Tiongkok tetap kukuh pada minyak Rusia meski ditekan AS
Beijing tidak berniat tunduk pada ancaman Amerika Serikat atau menghentikan pembelian minyak Rusia. Tanpa gentar menghadapi tekanan yang meningkat dari Washington, otoritas Tiongkok berencana untuk tetap pada kebijakan yang ada. Menurut laporan Reuters, Tiongkok tidak akan mengubah kebijakan energinya demi menyesuaikan dengan agenda Presiden AS Donald Trump.
Pekan lalu, Menteri Keuangan AS Scott Bessent memperingatkan pejabat Tiongkok bahwa impor minyak mentah Rusia yang terus berlanjut bisa dikenakan tarif tinggi setelah ultimatum terbaru Trump berakhir. Menanggapi hal ini, Beijing menegaskan kembali kepada Washington bahwa Tiongkok adalah negara berdaulat dan keputusan terkait pengadaan energi berada sepenuhnya di tangan kepemimpinan tertinggi mereka.
“Tiongkok sangat menjunjung tinggi kedaulatannya. Kami tidak ingin melanggar itu, jadi mereka tampaknya bersedia membayar tarif 100%,” ujar Bessent, sambil menambahkan bahwa Tiongkok tetap menjadi pembeli terbesar ekspor energi Rusia.

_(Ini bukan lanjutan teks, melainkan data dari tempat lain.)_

impl StaticImage {
    /// Wrap a tightly packed host buffer.
    pub fn from_raster(info: ImageInfo, pixels: Vec<u8>) -> Result<Self> {
        Self::with_backing(info, pixels, Backing::Raster)
    }

    /// Wrap a tightly packed buffer that stands for accelerated (texture) storage.
    pub fn from_texture(info: ImageInfo, pixels: Vec<u8>) -> Result<Self> {
        Self::with_backing(info, pixels, Backing::Texture)
    }

    fn with_backing(
        info: ImageInfo,
        pixels: Vec<u8>,
        backing: impl FnOnce(Vec<u8>) -> Backing,
    ) -> Result<Self> {
        let expected = info.byte_size()?;
        if pixels.len() != expected {
            return Err(BitmapError::invalid_pixel_data(
                expected as u64,
                pixels.len() as u64,
            ));
        }
        Ok(Self {
            row_stride: info.min_row_bytes(),
            info,
            backing: backing(pixels),
            offset: 0,
            encoded: None,
            opaque: OnceCell::new(),
        })
    }

    /// Attach the original encoded bytes so later stages can re-decode.
    pub fn with_encoded_data(mut self, encoded: Arc<[u8]>) -> Self {
        self.encoded = Some(encoded);
        self
    }

    pub fn encoded_data(&self) -> Option<&Arc<[u8]>> {
        self.encoded.as_ref()
    }

    pub fn info(&self) -> &ImageInfo {
        &self.info
    }

    pub fn width(&self) -> u32 {
        self.info.width
    }

    pub fn height(&self) -> u32 {
        self.info.height
    }

    pub fn size(&self) -> (u32, u32) {
        (self.info.width, self.info.height)
    }

    /// Pixel count of the visible region.
    pub fn area(&self) -> u64 {
        self.info.width as u64 * self.info.height as u64
    }

    pub fn bounds(&self) -> IntRect {
        IntRect::from_size(self.info.width, self.info.height)
    }

    pub fn alpha_type(&self) -> AlphaType {
        self.info.alpha
    }

    pub fn color_space(&self) -> Option<ColorSpace> {
        self.info.color_space
    }

    pub fn pixel_format(&self) -> PixelFormat {
        self.info.format
    }

    pub fn is_texture_backed(&self) -> bool {
        matches!(self.backing, Backing::Texture(_))
    }

    pub fn is_subset(&self) -> bool {
        self.offset != 0
            || self.row_stride != self.info.min_row_bytes()
            || self.backing.bytes().len() != self.row_stride * self.info.height as usize
    }

    /// Bytes of row `y` of the visible region.
    pub fn row(&self, y: u32) -> &[u8] {
        let start = self.offset + y as usize * self.row_stride;
        &self.backing.bytes()[start..start + self.info.min_row_bytes()]
    }

    pub fn rows(&self) -> impl Iterator<Item = &[u8]> + '_ {
        (0..self.info.height).map(move |y| self.row(y))
    }

    /// Log host access to texture-backed pixels.
    pub fn note_readback(&self) {
        if self.is_texture_backed() {
            debug!(
                target: "image_bitmap::readback",
                width = self.info.width,
                height = self.info.height,
                "texture readback"
            );
        }
    }

    /// The tightly packed store behind this image and where the visible
    /// region sits inside it.
    pub(crate) fn backing_region(&self) -> BackingRegion<'_> {
        let bytes = self.backing.bytes();
        let bpp = self.info.bytes_per_pixel();
        let stride = self.row_stride.max(1);
        BackingRegion {
            bytes,
            full_width: (self.row_stride / bpp) as u32,
            full_height: (bytes.len() / stride) as u32,
            x: ((self.offset % stride) / bpp) as u32,
            y: (self.offset / stride) as u32,
        }
    }

    /// True when every pixel is fully opaque. Scanned once, then cached.
    pub fn is_opaque(&self) -> bool {
        *self.opaque.get_or_init(|| self.scan_opaque())
    }

    fn scan_opaque(&self) -> bool {
        match self.info.format {
            PixelFormat::Rgba8 => self
                .rows()
                .all(|row| row.chunks_exact(4).all(|px| px[3] == u8::MAX)),
            PixelFormat::RgbaF16 => self.rows().all(|row| {
                row.chunks_exact(8)
                    .all(|px| f16::from_le_bytes([px[6], px[7]]).to_f32() >= 1.0)
            }),
        }
    }

    /// Zero-copy view of `rect`, which must lie inside the current bounds.
    pub fn make_subset(mut self, rect: IntRect) -> Result<Self> {
        let inside = !rect.is_empty()
            && rect.x >= 0
            && rect.y >= 0
            && rect.max_x() <= self.info.width as i64
            && rect.max_y() <= self.info.height as i64;
        if !inside {
            return Err(BitmapError::invalid_argument(
                "subset",
                format!("{rect:?}"),
                format!(
                    "must lie inside {}x{} image bounds",
                    self.info.width, self.info.height
                ),
            ));
        }
        self.offset += rect.y as usize * self.row_stride + rect.x as usize * self.info.bytes_per_pixel();
        self.info = self.info.with_size(rect.width as u32, rect.height as u32);
        // An opaque image has opaque subsets; anything else needs a fresh scan.
        if self.opaque.get() != Some(&true) {
            self.opaque = OnceCell::new();
        }
        Ok(self)
    }

    /// Relabel the color space without touching pixels.
    pub fn retagged(mut self, color_space: Option<ColorSpace>) -> Self {
        self.info.color_space = color_space;
        self
    }

    /// Copy pixels out into a host buffer laid out as `dst`.
    ///
    /// Converts pixel format and alpha type. Values stay in the stored
    /// (gamma-encoded) space; the color space of `dst` is a label only.
    pub fn read_pixels(&self, dst: &ImageInfo) -> Result<Vec<u8>> {
        if dst.is_empty() || self.info.is_empty() {
            return Err(BitmapError::invalid_argument(
                "read_pixels",
                format!("{}x{}", dst.width, dst.height),
                "cannot read back an empty image",
            ));
        }
        if (dst.width, dst.height) != self.size() {
            return Err(BitmapError::invalid_argument(
                "read_pixels",
                format!("{}x{}", dst.width, dst.height),
                format!(
                    "destination must match {}x{} source",
                    self.info.width, self.info.height
                ),
            ));
        }
        self.note_readback();
        let mut pixels = allocate_pixels(dst)?;
        let dst_row_bytes = dst.min_row_bytes();
        pixels
            .par_chunks_mut(dst_row_bytes)
            .enumerate()
            .for_each(|(y, dst_row)| {
                convert_row(
                    self.row(y as u32),
                    self.info.format,
                    self.info.alpha,
                    dst_row,
                    dst.format,
                    dst.alpha,
                );
            });
        Ok(pixels)
    }

    /// Take the pixels as one tightly packed host buffer.
    ///
    /// Moves the buffer out when the image already is one; copies the
    /// visible rows of a subset view.
    pub fn into_compact_pixels(self) -> Result<(ImageInfo, Vec<u8>)> {
        self.note_readback();
        if !self.is_subset() {
            let bytes = match self.backing {
                Backing::Raster(bytes) | Backing::Texture(bytes) => bytes,
            };
            return Ok((self.info, bytes));
        }
        let mut pixels = allocate_pixels(&self.info)?;
        let row_bytes = self.info.min_row_bytes();
        if row_bytes > 0 {
            for (y, dst_row) in pixels.chunks_exact_mut(row_bytes).enumerate() {
                dst_row.copy_from_slice(self.row(y as u32));
            }
        }
        Ok((self.info, pixels))
    }

    /// Deep copy of the visible region, keeping backing kind and encoded data.
    pub fn try_clone(&self) -> Result<Self> {
        let mut pixels = allocate_pixels(&self.info)?;
        let row_bytes = self.info.min_row_bytes();
        if row_bytes > 0 {
            for (y, dst_row) in pixels.chunks_exact_mut(row_bytes).enumerate() {
                dst_row.copy_from_slice(self.row(y as u32));
            }
        }
        let copy = if self.is_texture_backed() {
            Self::from_texture(self.info, pixels)?
        } else {
            Self::from_raster(self.info, pixels)?
        };
        Ok(match &self.encoded {
            Some(encoded) => copy.with_encoded_data(Arc::clone(encoded)),
            None => copy,
        })
    }
}

// =============================================================================
// PIXEL ACCESS
// =============================================================================

#[inline]
pub fn premultiply_u8(channel: u8, alpha: u8) -> u8 {
    ((channel as u32 * alpha as u32 + 127) / 255) as u8
}

#[inline]
pub fn unpremultiply_u8(channel: u8, alpha: u8) -> u8 {
    if alpha == 0 {
        return 0;
    }
    let value = (channel as u32 * 255 + alpha as u32 / 2) / alpha as u32;
    value.min(255) as u8
}

/// Load one pixel as normalized floats in stored (encoded) space.
pub fn load_pixel(format: PixelFormat, px: &[u8]) -> [f32; 4] {
    match format {
        PixelFormat::Rgba8 => [
            px[0] as f32 / 255.0,
            px[1] as f32 / 255.0,
            px[2] as f32 / 255.0,
            px[3] as f32 / 255.0,
        ],
        PixelFormat::RgbaF16 => [
            f16::from_le_bytes([px[0], px[1]]).to_f32(),
            f16::from_le_bytes([px[2], px[3]]).to_f32(),
            f16::from_le_bytes([px[4], px[5]]).to_f32(),
            f16::from_le_bytes([px[6], px[7]]).to_f32(),
        ],
    }
}

pub fn store_pixel(format: PixelFormat, value: [f32; 4], out: &mut [u8]) {
    match format {
        PixelFormat::Rgba8 => {
            for (dst, v) in out.iter_mut().zip(value) {
                *dst = (v.clamp(0.0, 1.0) * 255.0).round() as u8;
            }
        }
        PixelFormat::RgbaF16 => {
            for (dst, v) in out.chunks_exact_mut(2).zip(value) {
                dst.copy_from_slice(&f16::from_f32(v).to_le_bytes());
            }
        }
    }
}

/// Convert one row between formats and alpha types.
pub fn convert_row(
    src: &[u8],
    src_format: PixelFormat,
    src_alpha: AlphaType,
    dst: &mut [u8],
    dst_format: PixelFormat,
    dst_alpha: AlphaType,
) {
    if src_format == dst_format && src_alpha == dst_alpha {
        dst.copy_from_slice(&src[..dst.len()]);
        return;
    }

    if src_format == PixelFormat::Rgba8 && dst_format == PixelFormat::Rgba8 {
        for (s, d) in src.chunks_exact(4).zip(dst.chunks_exact_mut(4)) {
            let alpha = s[3];
            let op = match dst_alpha {
                AlphaType::Premultiplied => premultiply_u8,
                AlphaType::Unpremultiplied => unpremultiply_u8,
            };
            d[0] = op(s[0], alpha);
            d[1] = op(s[1], alpha);
            d[2] = op(s[2], alpha);
            d[3] = alpha;
        }
        return;
    }

    let src_bpp = src_format.bytes_per_pixel() as usize;
    let dst_bpp = dst_format.bytes_per_pixel() as usize;
    for (s, d) in src.chunks_exact(src_bpp).zip(dst.chunks_exact_mut(dst_bpp)) {
        let mut px = load_pixel(src_format, s);
        if src_alpha != dst_alpha {
            let alpha = px[3];
            match dst_alpha {
                AlphaType::Premultiplied => {
                    px[0] *= alpha;
                    px[1] *= alpha;
                    px[2] *= alpha;
                }
                AlphaType::Unpremultiplied => {
                    if alpha > 0.0 {
                        px[0] /= alpha;
                        px[1] /= alpha;
                        px[2] /= alpha;
                    } else {
                        px = [0.0, 0.0, 0.0, 0.0];
                    }
                }
            }
        }
        store_pixel(dst_format, px, d);
    }
}

// =============================================================================
// SURFACE
// =============================================================================

/// Drawable raster surface. Surfaces always hold premultiplied pixels.
pub struct Surface {
    info: ImageInfo,
    pixels: Vec<u8>,
}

Setelah dua hari perundingan dagang AS–Tiongkok, Bessent menyampaikan ketidakpuasannya atas pembelian minyak Iran oleh Beijing yang sudah berlangsung lama. Dalam pertemuannya dengan Wakil Perdana Menteri He Lifeng, Bessent juga mencatat bahwa pengiriman barang-barang dual-use (ganda fungsi) yang terus berlangsung ke Rusia bisa merusak upayanya memperkuat hubungan dagang dengan Eropa.
Sebelumnya, Kementerian Luar Negeri Tiongkok menanggapi ancaman AS secara hati-hati. Washington telah mendesak Beijing untuk menghentikan impor minyak mentah Rusia, memperingatkan bahwa “tarif besar-besaran” akan diberlakukan jika tidak ada perubahan. Namun, peringatan ini tidak berdampak signifikan. Juru bicara Kementerian, Guo Jiakun, kembali menegaskan bahwa keamanan energi adalah prioritas utama Tiongkok, seraya menambahkan bahwa “tidak ada pihak yang menang dalam perang tarif.” Pejabat Tiongkok terus menggemakan pesan ini di tengah meningkatnya tensi perdagangan yang dipicu oleh Gedung Putih.